Pelatih Inter Miami Minta Publik Jaga Privasi Messi yang Berduka

Sabtu, 15 Agustus 2026 | 00:21:01 WIB
Juru taktik Inter Miami, Guillermo Hoyos. (Foto: NET)

JAKARTA - Juru taktik Inter Miami, Guillermo Hoyos, memohon khalayak memberikan keleluasaan kepada Lionel Messi seusai kapten tim tersebut ditinggal pergi sang ayah, Jorge Messi. 

Guillermo Hoyos berpendapat Lionel Messi memerlukan privasi ketika kembali meneruskan rutinitas bersama klub. Jorge Messi tutup usia pada tanggal 8 Agustus di sebuah klinik kesehatan bertempat di Rosario, Argentina, pada umur 68 tahun.

Messi lantas pulang kampung ke Argentina guna mendatangi penghormatan tertutup bagi sang ayah sebelum balik ke Amerika Serikat.

"Menurut saya, segalanya harus berjalan secara bertahap; ada duka mendalam di sini, dan ini bukanlah sesuatu yang bisa berubah dalam semalam," ujar Hoyos pada hari Jumat (14/8/2026), dilansir dari ESPN.

Hoyos Menilai Proses Berkabung Memerlukan Waktu. Karenanya, ia memohon lingkungan sekitar Messi menghargai ruang privat pemain keturunan Argentina tersebut.

"Jadi, saya yakin sikap diam adalah pendekatan terbaik—diam, ketenangan, dan kedamaian—memberinya ruang untuk menemukan momennya sendiri."

"Kami perlu mendampinginya, berbagi dalam keheningan itu; bagi saya, keheningan itu penting, karena hal itu membantu seseorang pada akhirnya menemukan jalan untuk melangkah maju."

"Dia benar-benar sosok yang luar biasa, dan dia memiliki keluarga yang luar biasa pula."

Messi mendarat di Rosario pada Sabtu malam menggunakan pesawat. Seusai merampungkan agenda keluarga, pemimpin Timnas Argentina itu balik ke Miami dan bergabung bersama Inter Miami.

Messi Masuk Skuad Inter Miami Saat Menghadapi Club León pada Pertandingan Leagues Cup di Stadion Nu. Ia tidak menjadi pemain inti dan baru merumput seusai paruh waktu guna berlaga selama 45 menit. 

Kedatangan Messi di lapangan memperoleh sambutan hangat dari penonton. Para pendukung menyajikan standing ovation tatkala sang kapten masuk sebagai pemain pengganti.

Hoyos turut menyoroti sikap Messi terhadap tim seusai melewati problem personal tersebut.

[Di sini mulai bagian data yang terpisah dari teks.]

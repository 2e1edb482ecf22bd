//! Map screen state store.
//!
//! [`MapScreen`] owns all screen-scoped state (active category, selected pin,
//! laid-out markers, viewport) and applies tap events one at a time through
//! named transitions. Observers registered with [`MapScreen::subscribe`] get a
//! [`MapSnapshot`] after every event that changed something.

use serde::{Deserialize, Serialize};

use crate::category::CategorySelector;
use crate::config::MapConfig;
use crate::facility::{VoteStatus, VoteWidget};
use crate::geometry::Vec2f;
use crate::hit_test::{self, PinMarker, TapTarget};
use crate::model::{Category, PinId, SelectedPin, Viewport};
use crate::navigation::{self, Destination};
use crate::popup_place::{self, PopupPlacement};
use crate::registry;
use crate::selection::PinSelection;

/// Discrete user input on the map screen.
#[derive(Debug, Clone, Copy, PartialEq, Serialize, Deserialize)]
pub enum TapEvent {
    /// A category button.
    Category(Category),
    /// A pin, by identity.
    Pin(PinId),
    /// A raw tap position in screen coordinates.
    Point(Vec2f),
    /// The map background.
    Background,
    /// The popup's forward action.
    OpenDetail,
}

/// Info card shown above the selected pin.
#[derive(Debug, Clone, PartialEq, Serialize)]
pub struct PopupView {
    pub title: String,
    pub status: VoteStatus,
    pub thumbnail: &'static str,
    pub placement: PopupPlacement,
}

/// Observable view of the screen state.
#[derive(Debug, Clone, PartialEq, Serialize)]
pub struct MapSnapshot {
    pub active_category: Option<Category>,
    pub pins: Vec<PinMarker>,
    pub selection: Option<SelectedPin>,
    pub popup: Option<PopupView>,
    /// Navigation requested by the event that produced this snapshot.
    #[serde(skip_serializing_if = "Option::is_none")]
    pub navigation: Option<Destination>,
}

type Observer = Box<dyn FnMut(&MapSnapshot)>;

pub struct MapScreen {
    config: MapConfig,
    viewport: Viewport,
    categories: CategorySelector,
    selection: PinSelection,
    markers: Vec<PinMarker>,
    observers: Vec<Observer>,
}

impl MapScreen {
    /// Fresh screen state: no category, no selection.
    pub fn new(viewport: Viewport, config: MapConfig) -> Self {
        Self {
            config,
            viewport,
            categories: CategorySelector::new(),
            selection: PinSelection::new(),
            markers: Vec::new(),
            observers: Vec::new(),
        }
    }

    pub fn config(&self) -> &MapConfig {
        &self.config
    }

    pub fn viewport(&self) -> &Viewport {
        &self.viewport
    }

    pub fn active_category(&self) -> Option<Category> {
        self.categories.active()
    }

    pub fn selection(&self) -> Option<&SelectedPin> {
        self.selection.selected()
    }

    /// Currently visible pin markers, bottom to top.
    pub fn markers(&self) -> &[PinMarker] {
        &self.markers
    }

    /// Register an observer called with a snapshot after each state change.
    pub fn subscribe<F>(&mut self, f: F)
    where
        F: FnMut(&MapSnapshot) + 'static,
    {
        self.observers.push(Box::new(f));
    }

    // ── transitions ────────────────────────────────────────────────────────

    /// Toggle a category button and drop a selection that is no longer visible.
    pub fn toggle_category(&mut self, category: Category) -> Option<Category> {
        let active = self.categories.toggle(category);
        self.relayout();
        if self.selection.retain_for(active) {
            tracing::debug!(?active, "selection cleared by category change");
        }
        tracing::debug!(?category, ?active, pins = self.markers.len(), "category toggled");
        active
    }

    /// Select a pin by id. Pins of inactive categories are not on screen and
    /// cannot be selected; returns false in that case.
    pub fn select_pin(&mut self, id: PinId) -> bool {
        if self.categories.active() != Some(id.category) {
            tracing::debug!(?id, "ignored selection of hidden pin");
            return false;
        }
        let Some(pin) = registry::pin(id) else {
            return false;
        };
        let sel = self.selection.select(pin);
        tracing::debug!(label = %sel.label, x = sel.offset.x, y = sel.offset.y, "pin selected");
        true
    }

    pub fn clear_selection(&mut self) {
        self.selection.clear();
    }

    /// Resolve a raw tap: a pin tap selects, a background tap clears. Taps on
    /// the popup card or outside the map are ignored.
    pub fn tap(&mut self, point: Vec2f) -> TapTarget {
        let popup_rect = self.popup().map(|p| p.placement.rect);
        let target = hit_test::classify_tap(&self.markers, &self.viewport, popup_rect, point);
        match target {
            TapTarget::Pin(id) => {
                self.select_pin(id);
            }
            TapTarget::Background => self.clear_selection(),
            TapTarget::Popup | TapTarget::Outside => {}
        }
        target
    }

    /// Forward action of the popup. Nothing happens without a selection.
    pub fn open_detail(&self) -> Option<Destination> {
        let sel = self.selection.selected()?;
        Some(navigation::destination_for(self.categories.active(), &sel.label))
    }

    /// Resize the map surface. Pins keep their center-relative offsets.
    pub fn set_viewport(&mut self, viewport: Viewport) {
        if viewport != self.viewport {
            self.viewport = viewport;
            self.relayout();
            self.notify(None);
        }
    }

    /// Apply one event and notify observers if anything changed. Returns the
    /// requested navigation, if any.
    pub fn handle(&mut self, event: TapEvent) -> Option<Destination> {
        let before = (self.categories, self.selection.clone());
        let navigation = match event {
            TapEvent::Category(c) => {
                self.toggle_category(c);
                None
            }
            TapEvent::Pin(id) => {
                self.select_pin(id);
                None
            }
            TapEvent::Point(p) => {
                self.tap(p);
                None
            }
            TapEvent::Background => {
                self.clear_selection();
                None
            }
            TapEvent::OpenDetail => self.open_detail(),
        };
        let changed = before != (self.categories, self.selection.clone());
        if changed || navigation.is_some() {
            self.notify(navigation.clone());
        }
        navigation
    }

    /// Apply `events` in order and return the snapshot after each one, carrying
    /// the navigation that event requested.
    pub fn replay(&mut self, events: &[TapEvent]) -> Vec<MapSnapshot> {
        events
            .iter()
            .map(|ev| {
                let navigation = self.handle(*ev);
                MapSnapshot {
                    navigation,
                    ..self.snapshot()
                }
            })
            .collect()
    }

    // ── views ──────────────────────────────────────────────────────────────

    pub fn popup(&self) -> Option<PopupView> {
        let sel = self.selection.selected()?;
        let active = self.categories.active();
        Some(PopupView {
            title: sel.label.clone(),
            status: VoteWidget::from_config(&self.config).current_status(),
            thumbnail: registry::thumbnail_for(active),
            placement: popup_place::place_popup(sel, &self.viewport, &self.config),
        })
    }

    pub fn snapshot(&self) -> MapSnapshot {
        MapSnapshot {
            active_category: self.categories.active(),
            pins: self.markers.clone(),
            selection: self.selection.selected().cloned(),
            popup: self.popup(),
            navigation: None,
        }
    }

    fn relayout(&mut self) {
        self.markers = hit_test::render_pins(self.categories.active(), &self.viewport, &self.config);
    }

    fn notify(&mut self, navigation: Option<Destination>) {
        if self.observers.is_empty() {
            return;
        }
        let mut snap = self.snapshot();
        snap.navigation = navigation;
        for obs in &mut self.observers {
            obs(&snap);
        }
    }
}
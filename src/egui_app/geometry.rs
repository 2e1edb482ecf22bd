#![cfg(feature = "egui")]

use eframe::egui::{Pos2, Rect};

use crate::geometry::{RectF, Vec2f};
use crate::model::Viewport;

pub fn to_pos2(v: Vec2f) -> Pos2 {
    Pos2::new(v.x, v.y)
}

pub fn to_vec2f(p: Pos2) -> Vec2f {
    Vec2f::new(p.x, p.y)
}

pub fn to_rect(r: RectF) -> Rect {
    Rect::from_min_max(to_pos2(r.min), to_pos2(r.max))
}

/// Map surface allocated by egui, as an engine viewport.
pub fn viewport_from_rect(r: Rect) -> Viewport {
    Viewport::new(to_vec2f(r.min), Vec2f::new(r.width(), r.height()))
}
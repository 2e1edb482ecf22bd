//! Plain 2D value types shared by the map engine.
//!
//! All coordinates live in one logical screen space (points, y grows
//! downwards). They are deliberately independent of egui so the engine can be
//! used and tested without the `egui` feature.

use serde::{Deserialize, Serialize};

#[derive(Debug, Clone, Copy, PartialEq, Default, Serialize, Deserialize)]
pub struct Vec2f {
    pub x: f32,
    pub y: f32,
}

impl Vec2f {
    pub const ZERO: Vec2f = Vec2f { x: 0.0, y: 0.0 };

    pub const fn new(x: f32, y: f32) -> Self {
        Self { x, y }
    }

    pub fn add(self, other: Vec2f) -> Vec2f {
        Vec2f::new(self.x + other.x, self.y + other.y)
    }

    pub fn sub(self, other: Vec2f) -> Vec2f {
        Vec2f::new(self.x - other.x, self.y - other.y)
    }

    pub fn length_sq(self) -> f32 {
        self.x * self.x + self.y * self.y
    }
}

#[derive(Debug, Clone, Copy, PartialEq, Serialize, Deserialize)]
pub struct RectF {
    pub min: Vec2f,
    pub max: Vec2f,
}

impl RectF {
    pub fn from_min_max(min: Vec2f, max: Vec2f) -> Self {
        Self { min, max }
    }

    pub fn from_min_size(min: Vec2f, size: Vec2f) -> Self {
        Self {
            min,
            max: min.add(size),
        }
    }

    pub fn from_center_size(center: Vec2f, size: Vec2f) -> Self {
        let half = Vec2f::new(size.x * 0.5, size.y * 0.5);
        Self {
            min: center.sub(half),
            max: center.add(half),
        }
    }

    pub fn center(&self) -> Vec2f {
        Vec2f::new(
            (self.min.x + self.max.x) * 0.5,
            (self.min.y + self.max.y) * 0.5,
        )
    }

    pub fn width(&self) -> f32 {
        self.max.x - self.min.x
    }

    pub fn height(&self) -> f32 {
        self.max.y - self.min.y
    }

    /// Inclusive on all edges.
    pub fn contains(&self, p: Vec2f) -> bool {
        p.x >= self.min.x && p.x <= self.max.x && p.y >= self.min.y && p.y <= self.max.y
    }

    /// Whether `other` lies completely inside this rectangle.
    pub fn contains_rect(&self, other: RectF) -> bool {
        self.contains(other.min) && self.contains(other.max)
    }

    pub fn intersects(&self, other: RectF) -> bool {
        !(self.max.x <= other.min.x
            || other.max.x <= self.min.x
            || self.max.y <= other.min.y
            || other.max.y <= self.min.y)
    }

    /// Shrink by `margin` on every side. A margin larger than half the
    /// extent collapses that axis onto the center line.
    pub fn shrink(&self, margin: f32) -> RectF {
        let c = self.center();
        let hw = (self.width() * 0.5 - margin).max(0.0);
        let hh = (self.height() * 0.5 - margin).max(0.0);
        RectF::from_min_max(Vec2f::new(c.x - hw, c.y - hh), Vec2f::new(c.x + hw, c.y + hh))
    }
}

/// Circular hit area, used for pin markers.
#[derive(Debug, Clone, Copy, PartialEq, Serialize, Deserialize)]
pub struct Circle {
    pub center: Vec2f,
    pub radius: f32,
}

impl Circle {
    pub fn new(center: Vec2f, radius: f32) -> Self {
        Self { center, radius }
    }

    pub fn contains(&self, p: Vec2f) -> bool {
        p.sub(self.center).length_sq() <= self.radius * self.radius
    }

    pub fn bounding_rect(&self) -> RectF {
        let d = self.radius * 2.0;
        RectF::from_center_size(self.center, Vec2f::new(d, d))
    }
}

"Tidak ada kata-kata yang bisa menggambarkannya," kata Hoyos mengenai komitmen Messi terhadap tim.

"Saya tidak bisa menemukan sebutan yang tepat untuk menilai kualitas dirinya sebagai pribadi. Kami tidak sedang membicarakan nilainya sebagai pemain, melainkan nilainya sebagai manusia luar biasa yang berhati besar. Terkadang, kata-kata saja tidak cukup."

Messi lantas kembali berlatih bersama rekan-rekan setimnya pada Jumat pagi demi persiapan menghadapi Nashville SC dalam kelanjutan MLS.

Inter Miami Menghargai Urusan Pribadi Messi

Hoyos kembali menegaskan bahwasanya Inter Miami tidak berniat mencampuri problem pribadi Messi. Ia pun belum menguraikan secara mendetail ihwal pengaturan durasi main sang kapten pada pertandingan selanjutnya.

"Ada hal-hal yang sangat pribadi sifatnya. Sama seperti Anda masing-masing yang memiliki urusan pribadi sendiri," ujar Hoyos.

"Jika saya datang dan mengajukan serangkaian pertanyaan kepada Anda, Anda mungkin akan berkata, 'Ini masalah pribadi.'"

"Itulah sebabnya saya menyebut soal sikap diam; itu adalah sesuatu yang sering kali tidak dihargai banyak orang."

"Mereka gemar berbicara dan melontarkan pendapat. Namun bagi saya pribadi, ini soal benar-benar menghormati batasan-batasan tersebut."

"Dia hanyalah seseorang yang sedang menghadapi tantangan—hal yang wajar—dan kami sangat menghargai hal itu," tegas Hoyos.

Seusai menantang Nashville SC, Inter Miami dijadwalkan melawat ke markas Philadelphia Union pada Rabu pekan berikutnya.